[Stored data entries]
------------
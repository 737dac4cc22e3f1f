pub mod egress;
pub mod finding;
pub mod report;
pub mod safety;
pub mod severity;
pub mod source;
pub mod tally;

pub use egress::{EgressRisk, RiskLevel};
pub use finding::Finding;
pub use report::{ScanReport, ScanResult, Summary};
pub use safety::{CheckOutcome, ModelSafetyGrade, ModelSafetyReport, SafetyCheckResult};
pub use severity::Severity;
pub use source::SourceFile;
pub use tally::PatternTally;
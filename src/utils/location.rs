// Byte-offset to line math and snippet shaping for regex matches.

/// Characters of context kept on each side of a match snippet.
const SNIPPET_CONTEXT: usize = 30;

/// Maximum length of a tally example before truncation.
const EXAMPLE_LEN: usize = 20;

/// 1-based line number of a byte offset, counting newlines before it.
pub fn line_number_at(content: &str, offset: usize) -> usize {
    let safe_offset = std::cmp::min(offset, content.len());
    content.as_bytes()[..safe_offset]
        .iter()
        .filter(|&&b| b == b'\n')
        .count()
        + 1
}

/// Bounded single-line context around a match: the matched text plus up to
/// 30 characters each side, `...` affixes where the window was clipped,
/// newlines flattened to spaces.
pub fn extract_snippet(content: &str, start: usize, end: usize) -> String {
    let from = floor_char_boundary(content, start.saturating_sub(SNIPPET_CONTEXT));
    let to = ceil_char_boundary(content, std::cmp::min(end + SNIPPET_CONTEXT, content.len()));

    let mut snippet = content[from..to].to_string();
    if from > 0 {
        snippet = format!("...{}", snippet);
    }
    if to < content.len() {
        snippet.push_str("...");
    }
    snippet.replace('\n', " ").trim().to_string()
}

/// Characters of code inspected on each side of an egress call site when
/// probing for sensitive-data keywords.
const EGRESS_WINDOW: usize = 100;

/// The raw text window around a match, clipped to char boundaries.
pub fn surrounding_window(content: &str, start: usize, end: usize) -> &str {
    let from = floor_char_boundary(content, start.saturating_sub(EGRESS_WINDOW));
    let to = ceil_char_boundary(content, std::cmp::min(end + EGRESS_WINDOW, content.len()));
    &content[from..to]
}

/// Truncate a matched string to 20 characters for tally examples.
pub fn truncate_example(text: &str) -> String {
    if text.len() > EXAMPLE_LEN {
        format!("{}...", &text[..floor_char_boundary(text, EXAMPLE_LEN)])
    } else {
        text.to_string()
    }
}

fn floor_char_boundary(s: &str, mut index: usize) -> usize {
    index = std::cmp::min(index, s.len());
    while index > 0 && !s.is_char_boundary(index) {
        index -= 1;
    }
    index
}

fn ceil_char_boundary(s: &str, mut index: usize) -> usize {
    index = std::cmp::min(index, s.len());
    while index < s.len() && !s.is_char_boundary(index) {
        index += 1;
    }
    index
}
use serde::{Deserialize, Serialize};

/// Per-detector occurrence count across a whole scan. Only detectors that
/// matched at least once appear in a scan result.
#[derive(Debug, Clone, Serialize, Deserialize, PartialEq)]
pub struct PatternTally {
    pub name: String,
    pub category: String,
    pub count: usize,
    /// Up to the first 3 matched strings, truncated to 20 characters.
    pub examples: Vec<String>,
}
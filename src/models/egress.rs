use serde::{Deserialize, Serialize};
use std::fmt;
use std::str::FromStr;

#[derive(Debug, Clone, Copy, PartialEq, Eq, Hash, Serialize, Deserialize)]
#[serde(rename_all = "lowercase")]
pub enum RiskLevel {
    High,
    Medium,
    Low,
}

impl fmt::Display for RiskLevel {
    fn fmt(&self, f: &mut fmt::Formatter<'_>) -> fmt::Result {
        match self {
            RiskLevel::High => write!(f, "high"),
            RiskLevel::Medium => write!(f, "medium"),
            RiskLevel::Low => write!(f, "low"),
        }
    }
}

impl FromStr for RiskLevel {
    type Err = String;

    fn from_str(s: &str) -> Result<Self, Self::Err> {
        match s.to_lowercase().as_str() {
            "high" => Ok(RiskLevel::High),
            "medium" => Ok(RiskLevel::Medium),
            "low" => Ok(RiskLevel::Low),
            _ => Err(format!("Invalid risk level: {}", s)),
        }
    }
}

/// An outbound call to a domain outside the trusted allow-list.
#[derive(Debug, Clone, Serialize, Deserialize, PartialEq)]
pub struct EgressRisk {
    pub endpoint: String,
    pub method: String,
    pub file: String,
    pub line: usize,
    #[serde(rename = "riskLevel")]
    pub risk_level: RiskLevel,
    /// Sensitive-data categories spotted near the call site. Contains the
    /// single entry "unknown" when no tracked keyword is nearby.
    #[serde(rename = "dataTypes")]
    pub data_types: Vec<String>,
    pub suggestion: String,
}
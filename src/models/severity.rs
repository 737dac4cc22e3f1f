use serde::{Deserialize, Serialize};
use std::fmt;
use std::str::FromStr;

#[derive(Debug, Clone, Copy, PartialEq, Eq, Hash, Serialize, Deserialize)]
#[serde(rename_all = "lowercase")]
pub enum Severity {
    Critical,
    Warning,
    Info,
}

impl fmt::Display for Severity {
    fn fmt(&self, f: &mut fmt::Formatter<'_>) -> fmt::Result {
        match self {
            Severity::Critical => write!(f, "Critical"),
            Severity::Warning => write!(f, "Warning"),
            Severity::Info => write!(f, "Info"),
        }
    }
}

impl Default for Severity {
    /// Info runs every detector, matching the original full-catalogue scan.
    fn default() -> Self {
        Severity::Info
    }
}

impl FromStr for Severity {
    type Err = String;

    fn from_str(s: &str) -> Result<Self, Self::Err> {
        match s.to_lowercase().as_str() {
            "critical" => Ok(Severity::Critical),
            "warning" => Ok(Severity::Warning),
            "info" => Ok(Severity::Info),
            _ => Err(format!("Invalid severity: {}", s)),
        }
    }
}

impl Severity {
    pub fn as_value(&self) -> u8 {
        match self {
            Severity::Critical => 2,
            Severity::Warning => 1,
            Severity::Info => 0,
        }
    }
}

#[cfg(test)]
mod tests {
    use super::*;

    #[test]
    fn test_parse_is_case_insensitive() {
        assert_eq!("CRITICAL".parse::<Severity>().unwrap(), Severity::Critical);
        assert_eq!("Warning".parse::<Severity>().unwrap(), Severity::Warning);
        assert_eq!("info".parse::<Severity>().unwrap(), Severity::Info);
        assert!("high".parse::<Severity>().is_err());
    }

    #[test]
    fn test_ordering_values() {
        assert!(Severity::Critical.as_value() > Severity::Warning.as_value());
        assert!(Severity::Warning.as_value() > Severity::Info.as_value());
    }
}
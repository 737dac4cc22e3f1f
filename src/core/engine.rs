use crate::config::Config;
use crate::core::registry::DetectorRegistry;
use crate::core::safety;
use crate::core::trust::TrustedDomains;
use crate::models::{
    EgressRisk, Finding, PatternTally, RiskLevel, ScanResult, Severity, SourceFile,
};
use crate::patterns::egress::{all_egress_detectors, data_type_probes, guess_method, EgressDetector};
use crate::patterns::phi::PhiDetector;
use crate::utils::location::{extract_snippet, line_number_at, surrounding_window, truncate_example};
use rayon::prelude::*;
use serde::Deserialize;
use std::collections::HashMap;

/// Risk classification knobs. Defaults preserve the original behavior:
/// more than 2 sensitive categories near an untrusted call is high risk,
/// 1-2 is medium, and a safety score under 80 draws a recommendation.
#[derive(Debug, Clone, Deserialize)]
pub struct RiskThresholds {
    #[serde(default = "default_high_risk_categories")]
    pub high_risk_categories: usize,
    #[serde(default = "default_safety_score_threshold")]
    pub safety_score_threshold: u8,
}

fn default_high_risk_categories() -> usize {
    3
}

fn default_safety_score_threshold() -> u8 {
    80
}

impl Default for RiskThresholds {
    fn default() -> Self {
        Self {
            high_risk_categories: default_high_risk_categories(),
            safety_score_threshold: default_safety_score_threshold(),
        }
    }
}

/// The scanner. Holds only immutable configuration; `scan` is pure, so one
/// engine can serve any number of scans (or threads) without coordination.
pub struct ScanEngine {
    detectors: Vec<&'static PhiDetector>,
    egress_detectors: Vec<&'static EgressDetector>,
    trusted: TrustedDomains,
    thresholds: RiskThresholds,
}

/// Per-file scan output, merged into the final result in input order.
struct FileScan {
    findings: Vec<Finding>,
    /// (detector id, matched text) in match order, for the tally pass.
    matches: Vec<(&'static str, String)>,
    egress_risks: Vec<EgressRisk>,
}

impl Default for ScanEngine {
    fn default() -> Self {
        Self {
            detectors: DetectorRegistry::with_built_ins().get_all(),
            egress_detectors: all_egress_detectors(),
            trusted: TrustedDomains::default(),
            thresholds: RiskThresholds::default(),
        }
    }
}

impl ScanEngine {
    pub fn new(config: &Config) -> Self {
        let registry = DetectorRegistry::with_built_ins();
        Self {
            detectors: registry.enabled(config.min_severity, &config.exclude_detectors),
            egress_detectors: all_egress_detectors(),
            trusted: TrustedDomains::with_extra(&config.trusted_domains),
            thresholds: config.thresholds.clone(),
        }
    }

    /// Scan a set of in-memory files. Identical inputs always produce an
    /// identical result; no state survives the call.
    pub fn scan(&self, files: &[SourceFile]) -> ScanResult {
        let file_scans: Vec<FileScan> = files
            .par_iter()
            .map(|file| self.scan_file(file))
            .collect();

        let mut findings = Vec::new();
        let mut egress_risks = Vec::new();
        let mut counts: HashMap<&'static str, (usize, Vec<String>)> = HashMap::new();

        for scan in file_scans {
            findings.extend(scan.findings);
            egress_risks.extend(scan.egress_risks);
            for (detector_id, matched) in scan.matches {
                let entry = counts.entry(detector_id).or_insert_with(|| (0, Vec::new()));
                entry.0 += 1;
                if entry.1.len() < 3 {
                    entry.1.push(truncate_example(&matched));
                }
            }
        }

        // Tallies in catalogue order; zero-count detectors never appear.
        let phi_patterns: Vec<PatternTally> = self
            .detectors
            .iter()
            .filter_map(|detector| {
                counts.get(detector.id).map(|(count, examples)| PatternTally {
                    name: detector.name.to_string(),
                    category: detector.category.as_str().to_string(),
                    count: *count,
                    examples: examples.clone(),
                })
            })
            .collect();

        let all_code = concatenate(files);
        let safety_report = safety::grade_project(&all_code);
        let model_safety_score = safety_report.safety_score;

        let recommendations =
            self.build_recommendations(&findings, &egress_risks, &counts, model_safety_score);

        ScanResult {
            findings,
            phi_patterns,
            egress_risks,
            model_safety_score,
            model_safety_checks: vec![safety_report],
            recommendations,
        }
    }

    fn scan_file(&self, file: &SourceFile) -> FileScan {
        let path = file.path_display();
        let content = &file.content;

        let mut findings = Vec::new();
        let mut matches = Vec::new();
        for detector in &self.detectors {
            for m in detector.regex.find_iter(content) {
                matches.push((detector.id, m.as_str().to_string()));
                findings.push(Finding {
                    file: path.clone(),
                    line: line_number_at(content, m.start()),
                    kind: detector.name.to_string(),
                    severity: detector.severity,
                    description: detector.description.to_string(),
                    snippet: Some(extract_snippet(content, m.start(), m.end())),
                    suggestion: detector.suggestion.to_string(),
                    pattern: Some(detector.id.to_string()),
                });
            }
        }

        let mut egress_risks = Vec::new();
        for detector in &self.egress_detectors {
            for caps in detector.regex.captures_iter(content) {
                let whole = caps.get(0).map(|m| (m.start(), m.end(), m.as_str()));
                let Some((start, end, matched)) = whole else {
                    continue;
                };
                // A construct with no readable target URL cannot be checked
                // against the allow-list, so it is skipped outright.
                if !detector.captures_url {
                    continue;
                }
                let Some(url) = caps.get(1).map(|m| m.as_str()) else {
                    continue;
                };
                if self.trusted.is_trusted(url) {
                    continue;
                }

                let window = surrounding_window(content, start, end);
                let data_types: Vec<String> = data_type_probes()
                    .iter()
                    .filter(|probe| probe.regex.is_match(window))
                    .map(|probe| probe.tag.to_string())
                    .collect();

                egress_risks.push(EgressRisk {
                    endpoint: url.to_string(),
                    method: guess_method(matched).to_string(),
                    file: path.clone(),
                    line: line_number_at(content, start),
                    risk_level: self.classify_risk(data_types.len()),
                    data_types: if data_types.is_empty() {
                        vec!["unknown".to_string()]
                    } else {
                        data_types
                    },
                    suggestion: format!(
                        "Verify that {} has a BAA and is HIPAA compliant before sending PHI.",
                        url
                    ),
                });
            }
        }

        FileScan {
            findings,
            matches,
            egress_risks,
        }
    }

    fn classify_risk(&self, categories: usize) -> RiskLevel {
        if categories >= self.thresholds.high_risk_categories {
            RiskLevel::High
        } else if categories > 0 {
            RiskLevel::Medium
        } else {
            RiskLevel::Low
        }
    }

    fn build_recommendations(
        &self,
        findings: &[Finding],
        egress_risks: &[EgressRisk],
        counts: &HashMap<&'static str, (usize, Vec<String>)>,
        safety_score: u8,
    ) -> Vec<String> {
        let mut recommendations = Vec::new();

        if findings.iter().any(|f| f.severity == Severity::Critical) {
            recommendations.push(
                "URGENT: Critical PHI patterns detected. Review and remediate immediately."
                    .to_string(),
            );
        }

        if egress_risks.iter().any(|r| r.risk_level == RiskLevel::High) {
            recommendations.push(
                "High-risk external data transmissions detected. Verify BAA coverage.".to_string(),
            );
        }

        if safety_score < self.thresholds.safety_score_threshold {
            recommendations.push(
                "AI model safety score is below threshold. Review AI integration practices."
                    .to_string(),
            );
        }

        if counts.get("ssn").is_some_and(|(count, _)| *count > 0) {
            recommendations.push(
                "SSN data detected. Implement tokenization and remove from non-production code."
                    .to_string(),
            );
        }

        if counts.get("credit-card").is_some_and(|(count, _)| *count > 0) {
            recommendations.push(
                "Credit card data detected. Use PCI-compliant payment processors only.".to_string(),
            );
        }

        if findings.is_empty() && egress_risks.is_empty() {
            recommendations
                .push("No PHI patterns or egress risks detected. Continue to monitor.".to_string());
        }

        recommendations
    }
}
------------
WORK INSTRUCTION: Copy every line in the data above that has the string "examples" in it.

RESULT OF THE EXERCISE:
/// Truncate a matched string to 20 characters for tally examples.
    pub examples: Vec<String>,
                counts.get(detector.id).map(|(count, examples)| PatternTally {
                    examples: examples.clone(),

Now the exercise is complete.